| HOW TO COMPLETE THIS TASK |
Your job is to set down the stretch of entries that opens with the line containing "pub fn rejection(&self)" and closes with the line containing "impl From<Rejection> for". Keep both end lines, copy each exactly, and add nothing.

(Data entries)

= Beginning of Section =

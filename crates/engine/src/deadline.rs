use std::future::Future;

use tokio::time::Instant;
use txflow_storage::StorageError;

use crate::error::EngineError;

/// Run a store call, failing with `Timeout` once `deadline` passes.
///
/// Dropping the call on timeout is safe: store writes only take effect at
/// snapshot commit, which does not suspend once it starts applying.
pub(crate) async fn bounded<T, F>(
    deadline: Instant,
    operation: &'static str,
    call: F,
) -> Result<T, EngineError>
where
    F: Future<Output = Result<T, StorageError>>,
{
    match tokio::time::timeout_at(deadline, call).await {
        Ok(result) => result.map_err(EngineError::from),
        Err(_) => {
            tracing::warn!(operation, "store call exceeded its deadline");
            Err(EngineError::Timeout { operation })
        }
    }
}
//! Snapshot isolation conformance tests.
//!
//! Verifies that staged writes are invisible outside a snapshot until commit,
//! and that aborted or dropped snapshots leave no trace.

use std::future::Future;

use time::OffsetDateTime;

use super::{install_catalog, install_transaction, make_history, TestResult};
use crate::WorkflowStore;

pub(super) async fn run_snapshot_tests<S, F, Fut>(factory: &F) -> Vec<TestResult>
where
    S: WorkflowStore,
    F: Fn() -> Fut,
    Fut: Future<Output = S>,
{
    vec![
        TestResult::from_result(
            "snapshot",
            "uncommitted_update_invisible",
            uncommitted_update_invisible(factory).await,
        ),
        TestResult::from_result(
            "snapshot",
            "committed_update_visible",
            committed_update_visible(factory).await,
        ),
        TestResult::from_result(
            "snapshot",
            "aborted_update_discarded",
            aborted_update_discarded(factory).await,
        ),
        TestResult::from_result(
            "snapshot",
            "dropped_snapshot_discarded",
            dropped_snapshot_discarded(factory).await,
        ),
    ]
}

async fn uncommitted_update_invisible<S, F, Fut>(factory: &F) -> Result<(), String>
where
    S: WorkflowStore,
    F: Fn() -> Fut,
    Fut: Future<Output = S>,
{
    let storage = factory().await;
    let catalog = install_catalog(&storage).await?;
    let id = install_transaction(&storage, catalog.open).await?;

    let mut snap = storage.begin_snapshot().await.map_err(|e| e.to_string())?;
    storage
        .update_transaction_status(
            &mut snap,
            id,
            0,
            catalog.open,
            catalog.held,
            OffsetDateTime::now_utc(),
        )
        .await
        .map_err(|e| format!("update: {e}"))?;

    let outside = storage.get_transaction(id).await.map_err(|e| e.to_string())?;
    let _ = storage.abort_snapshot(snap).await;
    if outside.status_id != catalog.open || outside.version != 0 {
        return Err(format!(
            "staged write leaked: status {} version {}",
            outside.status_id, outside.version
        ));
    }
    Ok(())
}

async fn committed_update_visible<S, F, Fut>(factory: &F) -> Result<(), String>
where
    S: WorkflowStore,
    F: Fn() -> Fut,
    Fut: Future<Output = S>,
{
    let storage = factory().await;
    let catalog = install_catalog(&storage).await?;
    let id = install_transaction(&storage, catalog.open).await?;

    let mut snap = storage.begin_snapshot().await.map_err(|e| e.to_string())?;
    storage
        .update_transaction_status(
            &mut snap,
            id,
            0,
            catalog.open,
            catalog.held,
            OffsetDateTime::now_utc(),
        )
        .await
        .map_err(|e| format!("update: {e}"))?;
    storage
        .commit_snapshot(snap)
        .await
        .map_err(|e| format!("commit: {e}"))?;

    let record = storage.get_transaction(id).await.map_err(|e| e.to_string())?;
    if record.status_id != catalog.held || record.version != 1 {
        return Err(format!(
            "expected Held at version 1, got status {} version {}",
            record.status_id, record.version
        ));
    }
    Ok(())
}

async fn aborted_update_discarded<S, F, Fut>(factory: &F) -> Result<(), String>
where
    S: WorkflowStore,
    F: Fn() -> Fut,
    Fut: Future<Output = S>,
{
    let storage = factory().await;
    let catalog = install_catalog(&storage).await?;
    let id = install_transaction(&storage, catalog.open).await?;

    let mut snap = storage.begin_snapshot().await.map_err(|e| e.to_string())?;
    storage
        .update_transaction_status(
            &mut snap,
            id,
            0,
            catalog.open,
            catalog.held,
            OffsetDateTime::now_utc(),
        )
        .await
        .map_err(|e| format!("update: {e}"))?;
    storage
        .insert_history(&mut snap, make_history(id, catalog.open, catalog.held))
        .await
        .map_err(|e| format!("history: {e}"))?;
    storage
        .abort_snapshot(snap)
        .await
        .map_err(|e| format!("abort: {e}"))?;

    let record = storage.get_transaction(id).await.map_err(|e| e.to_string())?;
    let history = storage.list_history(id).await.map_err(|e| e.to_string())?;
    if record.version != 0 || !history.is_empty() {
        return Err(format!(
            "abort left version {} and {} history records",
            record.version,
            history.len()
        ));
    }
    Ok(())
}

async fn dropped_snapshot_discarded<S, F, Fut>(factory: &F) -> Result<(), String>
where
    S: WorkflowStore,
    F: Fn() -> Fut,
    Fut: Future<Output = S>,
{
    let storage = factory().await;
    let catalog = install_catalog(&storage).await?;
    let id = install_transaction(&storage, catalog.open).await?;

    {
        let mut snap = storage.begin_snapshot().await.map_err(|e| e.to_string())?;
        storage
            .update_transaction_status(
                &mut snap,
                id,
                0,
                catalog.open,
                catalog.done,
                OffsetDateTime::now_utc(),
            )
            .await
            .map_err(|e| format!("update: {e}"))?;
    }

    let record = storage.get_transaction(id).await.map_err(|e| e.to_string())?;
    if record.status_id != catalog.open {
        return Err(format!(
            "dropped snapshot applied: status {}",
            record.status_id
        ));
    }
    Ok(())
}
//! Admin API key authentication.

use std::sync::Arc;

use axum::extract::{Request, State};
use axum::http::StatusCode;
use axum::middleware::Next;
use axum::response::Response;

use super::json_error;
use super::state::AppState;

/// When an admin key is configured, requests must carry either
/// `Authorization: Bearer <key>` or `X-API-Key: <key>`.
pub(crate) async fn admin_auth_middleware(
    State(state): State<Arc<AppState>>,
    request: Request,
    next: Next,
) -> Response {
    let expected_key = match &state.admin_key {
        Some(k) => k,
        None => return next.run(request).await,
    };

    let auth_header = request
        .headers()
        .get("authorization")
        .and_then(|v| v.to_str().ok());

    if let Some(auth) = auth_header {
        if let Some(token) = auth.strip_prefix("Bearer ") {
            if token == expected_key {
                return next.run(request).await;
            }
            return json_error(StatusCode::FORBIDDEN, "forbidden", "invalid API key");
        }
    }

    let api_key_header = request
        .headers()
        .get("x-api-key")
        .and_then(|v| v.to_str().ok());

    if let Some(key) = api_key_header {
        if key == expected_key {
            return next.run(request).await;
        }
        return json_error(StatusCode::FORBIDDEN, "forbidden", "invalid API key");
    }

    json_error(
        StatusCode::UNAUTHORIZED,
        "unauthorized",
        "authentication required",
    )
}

= End of Section =
= Beginning of Section =

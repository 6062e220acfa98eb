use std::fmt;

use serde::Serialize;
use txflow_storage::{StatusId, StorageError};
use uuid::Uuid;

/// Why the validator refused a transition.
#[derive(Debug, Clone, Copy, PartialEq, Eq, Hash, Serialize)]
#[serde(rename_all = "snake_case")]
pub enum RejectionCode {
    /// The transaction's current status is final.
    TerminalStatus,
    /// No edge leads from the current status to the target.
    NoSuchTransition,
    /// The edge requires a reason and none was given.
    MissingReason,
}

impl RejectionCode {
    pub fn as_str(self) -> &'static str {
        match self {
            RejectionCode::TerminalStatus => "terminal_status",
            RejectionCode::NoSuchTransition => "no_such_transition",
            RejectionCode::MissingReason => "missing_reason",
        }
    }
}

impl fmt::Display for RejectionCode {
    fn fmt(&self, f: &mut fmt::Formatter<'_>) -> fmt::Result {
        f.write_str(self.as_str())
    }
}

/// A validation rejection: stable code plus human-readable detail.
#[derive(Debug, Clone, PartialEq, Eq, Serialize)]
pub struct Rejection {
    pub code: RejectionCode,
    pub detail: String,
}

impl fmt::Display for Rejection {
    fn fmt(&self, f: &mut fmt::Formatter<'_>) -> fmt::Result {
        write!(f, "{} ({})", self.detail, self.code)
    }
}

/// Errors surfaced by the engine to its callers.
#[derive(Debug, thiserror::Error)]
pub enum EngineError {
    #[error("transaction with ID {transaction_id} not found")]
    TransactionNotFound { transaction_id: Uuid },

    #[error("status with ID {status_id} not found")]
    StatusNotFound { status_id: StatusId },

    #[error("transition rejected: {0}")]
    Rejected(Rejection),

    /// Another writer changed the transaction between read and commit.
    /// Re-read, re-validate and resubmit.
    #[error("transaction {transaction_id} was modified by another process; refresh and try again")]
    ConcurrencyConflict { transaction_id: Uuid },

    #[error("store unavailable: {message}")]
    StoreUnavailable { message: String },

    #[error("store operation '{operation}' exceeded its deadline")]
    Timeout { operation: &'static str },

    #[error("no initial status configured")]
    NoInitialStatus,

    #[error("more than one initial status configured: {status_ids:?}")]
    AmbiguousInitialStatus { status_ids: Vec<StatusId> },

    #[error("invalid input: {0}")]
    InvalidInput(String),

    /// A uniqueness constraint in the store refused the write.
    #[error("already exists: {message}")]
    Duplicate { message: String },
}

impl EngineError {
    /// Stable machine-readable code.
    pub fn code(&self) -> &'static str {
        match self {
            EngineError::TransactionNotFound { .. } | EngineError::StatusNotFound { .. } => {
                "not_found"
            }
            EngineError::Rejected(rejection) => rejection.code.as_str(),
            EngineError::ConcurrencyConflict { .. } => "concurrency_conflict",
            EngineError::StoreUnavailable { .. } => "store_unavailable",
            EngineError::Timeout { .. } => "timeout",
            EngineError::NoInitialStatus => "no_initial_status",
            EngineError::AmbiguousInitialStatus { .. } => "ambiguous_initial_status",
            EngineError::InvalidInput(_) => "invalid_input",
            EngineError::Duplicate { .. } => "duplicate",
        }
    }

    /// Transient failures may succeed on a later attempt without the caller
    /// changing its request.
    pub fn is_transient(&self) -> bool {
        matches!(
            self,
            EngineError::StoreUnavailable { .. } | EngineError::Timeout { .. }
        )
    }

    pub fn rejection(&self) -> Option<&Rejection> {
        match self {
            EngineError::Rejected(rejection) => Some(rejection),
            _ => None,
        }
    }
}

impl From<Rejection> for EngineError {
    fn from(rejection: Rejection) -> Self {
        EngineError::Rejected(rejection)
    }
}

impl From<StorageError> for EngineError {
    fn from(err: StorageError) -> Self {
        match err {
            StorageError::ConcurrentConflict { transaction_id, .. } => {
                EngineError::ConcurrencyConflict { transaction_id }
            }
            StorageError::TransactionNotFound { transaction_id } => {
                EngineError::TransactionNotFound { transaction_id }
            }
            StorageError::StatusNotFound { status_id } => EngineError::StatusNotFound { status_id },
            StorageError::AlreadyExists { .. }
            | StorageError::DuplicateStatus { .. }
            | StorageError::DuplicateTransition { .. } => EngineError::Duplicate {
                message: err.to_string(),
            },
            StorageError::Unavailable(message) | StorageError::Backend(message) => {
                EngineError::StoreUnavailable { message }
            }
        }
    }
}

= End of Section =

| RESPONSE AREA |
    pub fn rejection(&self) -> Option<&Rejection> {
        match self {
            EngineError::Rejected(rejection) => Some(rejection),
            _ => None,
        }
    }
}

impl From<Rejection> for EngineError {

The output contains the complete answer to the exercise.